On peut aussi monter sur une petite colline pour admirer le paysage au lever du jour.
Borobudur dans la brume matinale Les paysages autour, entre rizières, petits villages, reliefs recouverts de forêts, valent bien une petite escapade.
Nous prenons ensuite la direction de Kaliurang, un petit village niché à 900m d'altitude sur les flancs du Mérapi. Nous avons choisi cet endroit car il est apparemment possible d'y admirer - de nuit - la lave qui coule sur les flancs du volcan. Nous espérons vraiment que la chance nous sourira🤞.
Un indonésien dénommé Christian emmène les touristes depuis 40 ans sur les pentes du volcan, plus ou moins proche du sommet en fonction des conditions. Or, depuis 2020 et le début de l'éruption de lave, le niveau est passé à 3 (au niveau 4, c'est l'évacuation), ce qui implique qu'il n'est pas possible d'aller au-delà du village et de pénétrer dans zone du parc national, fermée. L'homme de 77 ans accuse le coup des années et de récents ennuis de santé ne lui permettent plus d'arpenter le secteur. Sa guesthouse semble suivre la même destinée, mais nous décidons de nous y installer quand même. Heureusement, malgré le carpharnaüm de la cuisine (dans laquelle je verrai se faufiler le plus gros rat qui m'aura été donné de voir), sa femme réalise des prouesses.
Quand je demande à Christian si nous avons des chances d'admirer la lave demain matin, il me répond "60%". C'est déjà ça !
Le Mérapi et son cône fumant C'est son fils, Aldrin, qui nous emmènera de nuit, par un chemin secret, admirer - nous l'espérons - la lave rouge régurgitée par le géant.
Pie grièche schach Trois heures du matin, le réveil s'active, il est l'heure d'émerger.

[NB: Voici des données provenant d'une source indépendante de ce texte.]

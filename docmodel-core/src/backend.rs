//! Storage client abstraction consumed by compiled models.
//!
//! The core never talks to a database directly. Everything it needs from the backing store
//! goes through the [`StoreBackend`] trait: finding records by a Mongo-style filter, inserting
//! and updating records, removing them, and creating collections and indexes. These are
//! treated as black-box asynchronous primitives; retries, pooling and transactions are the
//! implementer's concern.
//!
//! # Traits
//!
//! - [`StoreBackend`]: The core trait for storage clients
//! - [`DynStoreBackend`]: Object-safe counterpart used behind `Arc<dyn DynStoreBackend>`
//! - [`StoreBackendBuilder`]: Factory trait for creating backend instances
//!
//! # Examples
//!
//! ```ignore
//! use docmodel::backend::{FindOptions, StoreBackend};
//! use bson::doc;
//!
//! let backend = MyBackendImpl::new();
//!
//! let inserted = backend.insert("users", doc! { "name": "Alice", "age": 30 }).await?;
//! let found = backend
//!     .find("users", doc! { "age": { "$gte": 18 } }, None, FindOptions::default())
//!     .await?;
//! # Ok::<(), Box<dyn std::error::Error>>(())
//! ```

use async_trait::async_trait;
use bson::{Bson, Document};
use std::{any::Any, fmt::Debug};

use crate::error::StorageResult;

/// Cursor shaping options for [`StoreBackend::find`].
#[derive(Debug, Clone, Default, PartialEq)]
pub struct FindOptions {
    /// Sort specification, `{path: 1 | -1}` in priority order.
    pub sort: Option<Document>,
    pub limit: Option<u64>,
    pub skip: Option<u64>,
}

/// The shape of an update sent for an existing record.
///
/// `set` carries the `$set` operand; `push` carries one append-only operation per atomic
/// field, in the order the values were pushed.
#[derive(Debug, Clone, Default, PartialEq)]
pub struct Update {
    pub set: Document,
    pub push: Vec<(String, Vec<Bson>)>,
}

impl Update {
    pub fn is_empty(&self) -> bool {
        self.set.is_empty() && self.push.iter().all(|(_, values)| values.is_empty())
    }
}

/// A normalized index specification.
#[derive(Debug, Clone, PartialEq)]
pub struct IndexSpec {
    /// Index keys in declaration order, each mapped to `1` or `-1`.
    pub keys: Document,
    pub unique: bool,
}

impl IndexSpec {
    /// Returns the conventional index name, `field_1_other_-1`.
    pub fn name(&self) -> String {
        self.keys
            .iter()
            .map(|(key, order)| format!("{key}_{order}"))
            .collect::<Vec<_>>()
            .join("_")
    }
}

/// Abstract interface for storage clients.
///
/// Implementations must be thread-safe and support concurrent access from multiple async
/// tasks. Concurrent writes to the same record are dispatched independently; any ordering
/// between them is whatever the store provides.
///
/// # Error Handling
///
/// Operations return [`StorageResult<T>`](crate::error::StorageResult). Compiled models pass
/// these errors through unchanged inside [`ModelError::Storage`](crate::error::ModelError).
#[async_trait]
pub trait StoreBackend: Send + Sync + Debug {
    /// Finds records in `collection` matching `query`.
    ///
    /// # Arguments
    ///
    /// * `collection` - The collection to search
    /// * `query` - A Mongo-style filter document; an empty document matches everything
    /// * `projection` - Optional `{path: 0 | 1}` projection applied to returned records
    /// * `options` - Sort, limit and skip
    async fn find(
        &self,
        collection: &str,
        query: Document,
        projection: Option<Document>,
        options: FindOptions,
    ) -> StorageResult<Vec<Document>>;

    /// Inserts a new record and returns it as stored.
    ///
    /// Implementations assign an `_id` when the record does not carry one. A record that
    /// violates a unique index fails with
    /// [`StorageError::DuplicateKey`](crate::error::StorageError::DuplicateKey).
    async fn insert(&self, collection: &str, record: Document) -> StorageResult<Document>;

    /// Applies `update` to the record whose `_id` equals `id`.
    ///
    /// Pushes are applied as native atomic appends, never as a read-modify-write.
    async fn update(&self, collection: &str, id: Bson, update: Update) -> StorageResult<()>;

    /// Removes every record matching `query`, returning how many were removed.
    async fn remove(&self, collection: &str, query: Document) -> StorageResult<u64>;

    /// Ensures an index exists, returning its name.
    async fn ensure_index(&self, collection: &str, index: IndexSpec) -> StorageResult<String>;

    /// Creates a collection. Creating an existing collection is not an error.
    async fn create_collection(&self, name: &str) -> StorageResult<()>;

    /// Drops a collection and every record it holds.
    async fn drop_collection(&self, name: &str) -> StorageResult<()>;
}

#[async_trait]
impl<B> StoreBackend for &B
where
    B: StoreBackend,
{
    async fn find(
        &self,
        collection: &str,
        query: Document,
        projection: Option<Document>,
        options: FindOptions,
    ) -> StorageResult<Vec<Document>> {
        (*self)
            .find(collection, query, projection, options)
            .await
    }

    async fn insert(&self, collection: &str, record: Document) -> StorageResult<Document> {
        (*self).insert(collection, record).await
    }

    async fn update(&self, collection: &str, id: Bson, update: Update) -> StorageResult<()> {
        (*self).update(collection, id, update).await
    }

    async fn remove(&self, collection: &str, query: Document) -> StorageResult<u64> {
        (*self).remove(collection, query).await
    }

    async fn ensure_index(&self, collection: &str, index: IndexSpec) -> StorageResult<String> {
        (*self).ensure_index(collection, index).await
    }

    async fn create_collection(&self, name: &str) -> StorageResult<()> {
        (*self).create_collection(name).await
    }

    async fn drop_collection(&self, name: &str) -> StorageResult<()> {
        (*self).drop_collection(name).await
    }
}

/// Object-safe form of [`StoreBackend`], implemented for every backend.
#[async_trait]
pub trait DynStoreBackend: Send + Sync + Debug {
    async fn find(
        &self,
        collection: &str,
        query: Document,
        projection: Option<Document>,
        options: FindOptions,
    ) -> StorageResult<Vec<Document>>;
    async fn insert(&self, collection: &str, record: Document) -> StorageResult<Document>;
    async fn update(&self, collection: &str, id: Bson, update: Update) -> StorageResult<()>;
    async fn remove(&self, collection: &str, query: Document) -> StorageResult<u64>;
    async fn ensure_index(&self, collection: &str, index: IndexSpec) -> StorageResult<String>;
    async fn create_collection(&self, name: &str) -> StorageResult<()>;
    async fn drop_collection(&self, name: &str) -> StorageResult<()>;

    fn as_any(&self) -> &dyn Any;
}

#[async_trait]
impl<B: StoreBackend + Send + Sync + 'static> DynStoreBackend for B {
    async fn find(
        &self,
        collection: &str,
        query: Document,
        projection: Option<Document>,
        options: FindOptions,
    ) -> StorageResult<Vec<Document>> {
        StoreBackend::find(self, collection, query, projection, options).await
    }

    async fn insert(&self, collection: &str, record: Document) -> StorageResult<Document> {
        StoreBackend::insert(self, collection, record).await
    }

    async fn update(&self, collection: &str, id: Bson, update: Update) -> StorageResult<()> {
        StoreBackend::update(self, collection, id, update).await
    }

    async fn remove(&self, collection: &str, query: Document) -> StorageResult<u64> {
        StoreBackend::remove(self, collection, query).await
    }

    async fn ensure_index(&self, collection: &str, index: IndexSpec) -> StorageResult<String> {
        StoreBackend::ensure_index(self, collection, index).await
    }

    async fn create_collection(&self, name: &str) -> StorageResult<()> {
        StoreBackend::create_collection(self, name).await
    }

    async fn drop_collection(&self, name: &str) -> StorageResult<()> {
        StoreBackend::drop_collection(self, name).await
    }

    fn as_any(&self) -> &dyn Any {
        self
    }
}

/// Factory trait for creating backend instances from configuration.
#[async_trait]
pub trait StoreBackendBuilder {
    type Backend: StoreBackend;

    async fn build(self) -> StorageResult<Self::Backend>;
}

#[cfg(test)]
mod tests {
    use super::*;
    use bson::doc;

    #[test]
    fn index_names_follow_key_order() {
        let spec = IndexSpec {
            keys: doc! { "email": 1, "created": -1 },
            unique: false,
        };

        assert_eq!(spec.name(), "email_1_created_-1");
    }

    #[test]
    fn empty_pushes_do_not_make_an_update() {
        let update = Update {
            set: Document::new(),
            push: vec![("tags".into(), Vec::new())],
        };

        assert!(update.is_empty());
    }
}
//! A schema-driven mapping layer between loosely-typed stored records and declared document
//! types.
//!
//! This crate is the core of the docmodel project and provides:
//!
//! - **Field types** ([`types`]) - Coercion chains, validators, defaults and index directives
//! - **Schemas** ([`schema`]) - Declarative schema definitions and their compiled form
//! - **Registry** ([`registry`]) - Type templates and named schemas, two-phase reference resolution
//! - **Connections and models** ([`connection`], [`model`]) - Schemas compiled against a storage client
//! - **Documents** ([`document`]) - Runtime documents with partial hydration ([`hydration`])
//! - **Lifecycle pipelines** ([`hooks`]) - Serial and parallel interceptors around handlers
//! - **Query casting** ([`cast`], [`query`]) - Conditions coerced through the schema before storage
//! - **Storage client abstraction** ([`backend`]) - Traits for implementing storage backends
//! - **Error handling** ([`error`]) - Error and result types
//!
//! # Example
//!
//! ```ignore
//! use docmodel::prelude::*;
//!
//! let mut registry = Registry::new();
//! registry.register(
//!     SchemaDefinition::new("User")
//!         .string("name").required(true)
//!         .number("age")
//!         .array("logins").atomic(true),
//! )?;
//!
//! let connection = registry
//!     .connect(InMemoryStore::new(), ConnectionOptions::default())
//!     .await?;
//! let users = connection.model("User")?;
//!
//! let mut user = users.create(doc! { "name": "Ada", "age": "36" }).await?;
//! user.save().await?;
//! ```

pub mod backend;
pub mod cast;
pub mod connection;
pub mod document;
pub mod error;
pub mod hooks;
pub mod hydration;
pub mod model;
pub mod path;
pub mod query;
pub mod registry;
pub mod schema;
pub mod types;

Quatre heures, nous traversons le village endormi (sauf le muezzin qui a chanté à 4h30) puis pénétrons la forêt à la lueur de nos lampes frontales, en file indienne derrière Aldrin. Le sentier est peu emprunté, la végétation est dense. On se contorsionne pour éviter les épines des tiges de "ratane", on déjoue les pièges tendus par les lianes et les racines. Après 1h de grimpe, nous arrivons à une tour de guet, un belvédère sur le sommet éventré. Seulement l'escalier est cassé et la tour brinquebalente. Aldrin nous montre comment y monter en escaladant par la rampe en faisant bien attention aux vis rouillées qui dépassent... On hésite, puis on se lance. Ça passe. L'escalier pour le deuxième niveau est en meilleur état, on arrive au sommet, prêts pour le spectacle.
Comme c'est beau ! La lave rouge brille dans la nuit. Nous pouvons l'observer dévaler la pente, ou bien jaillir du cratère. C'est la première fois que nous voyons un tel phénomène tous les 4.
Et malgré les 6 kms qui nous séparent de l'enfer du cratère, nous entendons les crépitements, une expérience impressionnante.
Six heures, le soleil se lève, le chant des oiseaux prend le relais.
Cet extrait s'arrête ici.